2.      Will glass not break when the train travels over it? (Well, when a train travels over the track, there is compressive force on the track. Glass has greater strength as compared to rail steel to resist a compressive force!)

3.       How will the branches in the track be resolved? (resolved in my mind in detail)

4.      Can vibration be analyzed as I imagined? (There are two parts to this problem, one part is theoretical and the second is practical. The theoretical question is, for a composite rail as proposed by me, will there be a drop in strength to cause failure of the track? I knew that Airy’s Stress function had something to do with it, but felt diffident about pursuing it further. Well, the answer is yes and surprisingly, yesterday I found a paper that has precisely solved this question and I quote the conclusion here – “The optical fibers could be successfully used as sensors in composite laminae and will not significantly compromise the strength of the composite host.” The paper is titled “Stress Field Analysis around Optical Fiber Embedded in Composite Laminae under Transverse Loading” by Igor Balać Teaching Assistant, and other Faculty of Technology and Metallurgy

Note that this paper is  - Received: April 2006, Accepted: May 2006. © Faculty of Mechanical Engineering,  Belgrade. Date is a clear two years after my discussion, explaining the interest that Dr. Arun showed, though I was riddled with doubt.

The practical question is -  Can such scheme as I proposed be feasible on the railway track? Again a simple search on the net gives this article “The mechanism of railway tracks” by Shigeru Miura, Hideyuki Takai, Masao Uchida, Yasuto Fukada.

I have linked both these papers and hope you can see them.

This work is presently done in Japan by costly Special Inspection trains called “Doctor Yellow” , similarly UK has trains and these check the high speed tracks at 200+kmph.

5.      Can we also use the same for communication (or in other words, exploit a business potential for telecom industry)? Why not, the development in fibre-optic technology allows this today. Probably a hybrid or specially designed cable with both single and multi-mode cores can be used for this purpose, with single mode being used for track safety analysis and signaling, while multi-mode being used entirely for commercial purposes.

……. And so on.

Today as it stands, the idea is out there in (because of) Jignyaasaa (pun intended), for the world to use.

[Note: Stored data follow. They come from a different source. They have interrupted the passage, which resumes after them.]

//! Theme preference use-case service.
//!
//! # Responsibility
//! - Read the persisted theme once at startup.
//! - Write the preference on every theme change.
//!
//! # Invariants
//! - Missing, unrecognized or unreadable stored values resolve to `Light`.
//! - The in-memory theme changes even when persisting it fails.

use crate::model::theme::{Theme, ThemeButtons, THEME_PREFERENCE_KEY};
use crate::repo::preference_repo::{PreferenceRepository, RepoResult};
use log::{info, warn};

/// Current theme backed by a preference repository.
pub struct ThemeService<R: PreferenceRepository> {
    repo: R,
    current: Theme,
}

impl<R: PreferenceRepository> ThemeService<R> {
    /// Creates the service and restores the saved theme.
    pub fn load(repo: R) -> Self {
        let current = match repo.get_preference(THEME_PREFERENCE_KEY) {
            Ok(Some(value)) => Theme::parse(&value).unwrap_or_else(|| {
                warn!("event=theme_load module=theme status=fallback reason=unrecognized_value");
                Theme::default()
            }),
            Ok(None) => Theme::default(),
            Err(err) => {
                warn!("event=theme_load module=theme status=fallback error={err}");
                Theme::default()
            }
        };
        info!("event=theme_load module=theme status=ok theme={current}");
        Self { repo, current }
    }

    pub fn current(&self) -> Theme {
        self.current
    }

    pub fn buttons(&self) -> ThemeButtons {
        ThemeButtons::for_theme(self.current)
    }

    /// Applies `theme` and persists it.
    ///
    /// # Errors
    /// - Returns the repository error when the write fails; the theme is
    ///   still applied in memory.
    pub fn set_theme(&mut self, theme: Theme) -> RepoResult<()> {
        self.current = theme;
        match self
            .repo
            .set_preference(THEME_PREFERENCE_KEY, theme.as_str())
        {
            Ok(()) => {
                info!("event=theme_set module=theme status=ok theme={theme}");
                Ok(())
            }
            Err(err) => {
                warn!("event=theme_set module=theme status=error theme={theme} error={err}");
                Err(err)
            }
        }
    }

    /// Switches to the other theme and persists it.
    pub fn toggle(&mut self) -> RepoResult<Theme> {
        let next = self.current.toggled();
        self.set_theme(next)?;
        Ok(next)
    }
}
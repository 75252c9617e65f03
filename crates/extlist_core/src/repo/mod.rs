//! Repository layer: the in-memory extension store and persisted preferences.
//!
//! # Responsibility
//! - Own the extension collection for the lifetime of the page.
//! - Isolate SQLite query details from service orchestration.
//!
//! # Invariants
//! - Extension state is never persisted; only preferences reach storage.
//! - Lookup misses are reported as `None`/`false`, not as errors.

pub mod extension_store;
pub mod preference_repo;
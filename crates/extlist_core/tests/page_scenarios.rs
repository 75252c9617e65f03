use extlist_core::{
    ExtensionRecord, ExtensionSource, ExtensionsPage, FilterMode, LoadState, SourceError,
    SourceResult,
};
use std::time::Instant;

struct StaticSource(Vec<ExtensionRecord>);

impl ExtensionSource for StaticSource {
    fn location(&self) -> String {
        "static".to_string()
    }

    fn fetch(&self) -> SourceResult<Vec<ExtensionRecord>> {
        Ok(self.0.clone())
    }
}

struct OfflineSource;

impl ExtensionSource for OfflineSource {
    fn location(&self) -> String {
        "http://offline.invalid/data.json".to_string()
    }

    fn fetch(&self) -> SourceResult<Vec<ExtensionRecord>> {
        Err(SourceError::Transport {
            location: self.location(),
            message: "network unreachable".to_string(),
        })
    }
}

fn record(name: &str, is_active: bool) -> ExtensionRecord {
    ExtensionRecord {
        name: name.to_string(),
        description: format!("{name} description"),
        logo: format!("./assets/images/logo-{}.svg", name.to_lowercase()),
        is_active,
    }
}

fn loaded_page() -> ExtensionsPage {
    let mut page = ExtensionsPage::new();
    let state = page.startup(&StaticSource(vec![record("A", true), record("B", false)]));
    assert_eq!(state, LoadState::Loaded { count: 2 });
    page
}

fn id_of(page: &ExtensionsPage, name: &str) -> extlist_core::ExtensionId {
    page.store().find_by_name(name).unwrap().id
}

#[test]
fn startup_renders_one_card_per_record_in_order() {
    let names = ["DevLens", "StyleSpy", "SpeedBoost", "JSONWizard"];
    let mut page = ExtensionsPage::new();
    page.startup(&StaticSource(
        names.iter().map(|name| record(name, true)).collect(),
    ));

    assert!(page.view().is_rendered());
    assert_eq!(page.view().names(), names.to_vec());
    let store_ids: Vec<_> = page.store().iter().map(|extension| extension.id).collect();
    let card_ids: Vec<_> = page.view().cards().iter().map(|card| card.id).collect();
    assert_eq!(store_ids, card_ids);
}

#[test]
fn inactive_filter_shows_only_inactive_records() {
    let mut page = loaded_page();
    page.apply_filter(FilterMode::Inactive);

    assert_eq!(page.filter(), FilterMode::Inactive);
    assert_eq!(page.view().names(), vec!["B"]);
}

#[test]
fn filtering_is_non_destructive() {
    let mut page = loaded_page();
    page.apply_filter(FilterMode::Active);
    assert_eq!(page.view().names(), vec!["A"]);
    assert_eq!(page.store().len(), 2);

    page.apply_filter(FilterMode::All);
    assert_eq!(page.view().names(), vec!["A", "B"]);
}

#[test]
fn toggled_record_appears_under_active_filter() {
    let mut page = loaded_page();
    let b = id_of(&page, "B");

    assert!(page.toggle(b, true));
    page.apply_filter(FilterMode::Active);
    assert_eq!(page.view().names(), vec!["A", "B"]);
}

#[test]
fn toggle_flips_only_the_target_record() {
    let mut page = loaded_page();
    let a = id_of(&page, "A");
    let b = id_of(&page, "B");

    assert!(page.toggle(a, false));
    assert!(!page.store().get(a).unwrap().is_active);
    assert!(!page.store().get(b).unwrap().is_active);
    assert!(!page.view().card(a).unwrap().checked);
    assert!(!page.view().card(b).unwrap().checked);
}

#[test]
fn toggle_keeps_card_visible_until_next_filter() {
    let mut page = loaded_page();
    page.apply_filter(FilterMode::Active);
    let a = id_of(&page, "A");

    page.toggle(a, false);
    assert_eq!(page.view().names(), vec!["A"]);

    page.apply_filter(FilterMode::Active);
    assert!(page.view().names().is_empty());
}

#[test]
fn remove_deletes_record_and_detaches_card_after_transition() {
    let mut page = loaded_page();
    let a = id_of(&page, "A");
    let start = Instant::now();

    assert!(page.remove(a, start));
    assert_eq!(page.store().len(), 1);
    assert!(page.store().find_by_name("A").is_none());
    assert!(page.view().card(a).unwrap().is_leaving());

    let detached = page.tick(start + extlist_core::REMOVE_TRANSITION);
    assert_eq!(detached, vec![a]);
    assert_eq!(page.view().names(), vec!["B"]);

    page.apply_filter(FilterMode::All);
    assert_eq!(page.view().names(), vec!["B"]);
}

#[test]
fn removing_unknown_extension_is_noop() {
    let mut page = loaded_page();
    let a = id_of(&page, "A");
    let now = Instant::now();
    assert!(page.remove(a, now));

    assert!(!page.remove(a, now));
    assert!(!page.toggle(a, true));
    assert_eq!(page.store().len(), 1);
}

#[test]
fn failed_load_leaves_store_empty_and_view_unrendered() {
    let mut page = ExtensionsPage::new();
    let state = page.startup(&OfflineSource);

    assert_eq!(state, LoadState::Failed);
    assert_eq!(page.load_state(), LoadState::Failed);
    assert!(page.store().is_empty());
    assert!(!page.view().is_rendered());
    assert!(page.view().cards().is_empty());
}

#[test]
fn failed_reload_keeps_existing_collection() {
    let mut page = loaded_page();
    let err = page.load(&OfflineSource).unwrap_err();
    assert!(matches!(err, SourceError::Transport { .. }));
    assert_eq!(page.store().len(), 2);
}

#[test]
fn ids_stay_stable_across_filter_and_toggle() {
    let mut page = loaded_page();
    let before: Vec<_> = page.store().iter().map(|extension| extension.id).collect();

    page.apply_filter(FilterMode::Inactive);
    page.toggle(before[1], true);
    page.apply_filter(FilterMode::All);

    let after: Vec<_> = page.view().cards().iter().map(|card| card.id).collect();
    assert_eq!(before, after);
}

#[test]
fn reload_rerenders_cards_with_fresh_ids_under_current_filter() {
    let mut page = loaded_page();
    page.apply_filter(FilterMode::Active);

    let count = page
        .load(&StaticSource(vec![record("A", true), record("C", true), record("D", false)]))
        .unwrap();
    assert_eq!(count, 3);
    assert_eq!(page.filter(), FilterMode::Active);
    assert_eq!(page.view().names(), vec!["A", "C"]);
    for card in page.view().cards() {
        assert!(page.store().get(card.id).is_some());
    }

    let a = page.view().cards()[0].id;
    assert!(page.toggle(a, false));
    assert!(!page.store().get(a).unwrap().is_active);
}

Track inspection is a very new field even today and very costly to do on a continuous basis.

The suggested idea needs no marketing to any of the railway boards anywhere in the world.

India alone requires 700,000 tons of rail steel every year. Most of it would be imported if the requirement is satisfied.

Should we allow even one life to be lost in India because a track has a defect?

If innovation is not meant for something as basic as saving lives, then what is the use of all technological endeavors that we engage in?

Dr. Arun, wherever you are, can you recall this conversation or at least a part of it?

Are the venture capitalists listening?

Will Hadeed – the SABIC company manufacturing steel, be interested enough to pursue this idea further?

Well, as Vichu Athan says “Prarabdha” is the key to all these and other questions.

This blog is in under the B2B label, let us hope that a few years down the line we see tracks which have such mechanisms in them that not a single life in India or anywhere in the world, is lost to broken tracks, removed fish plates or any such modes of failure.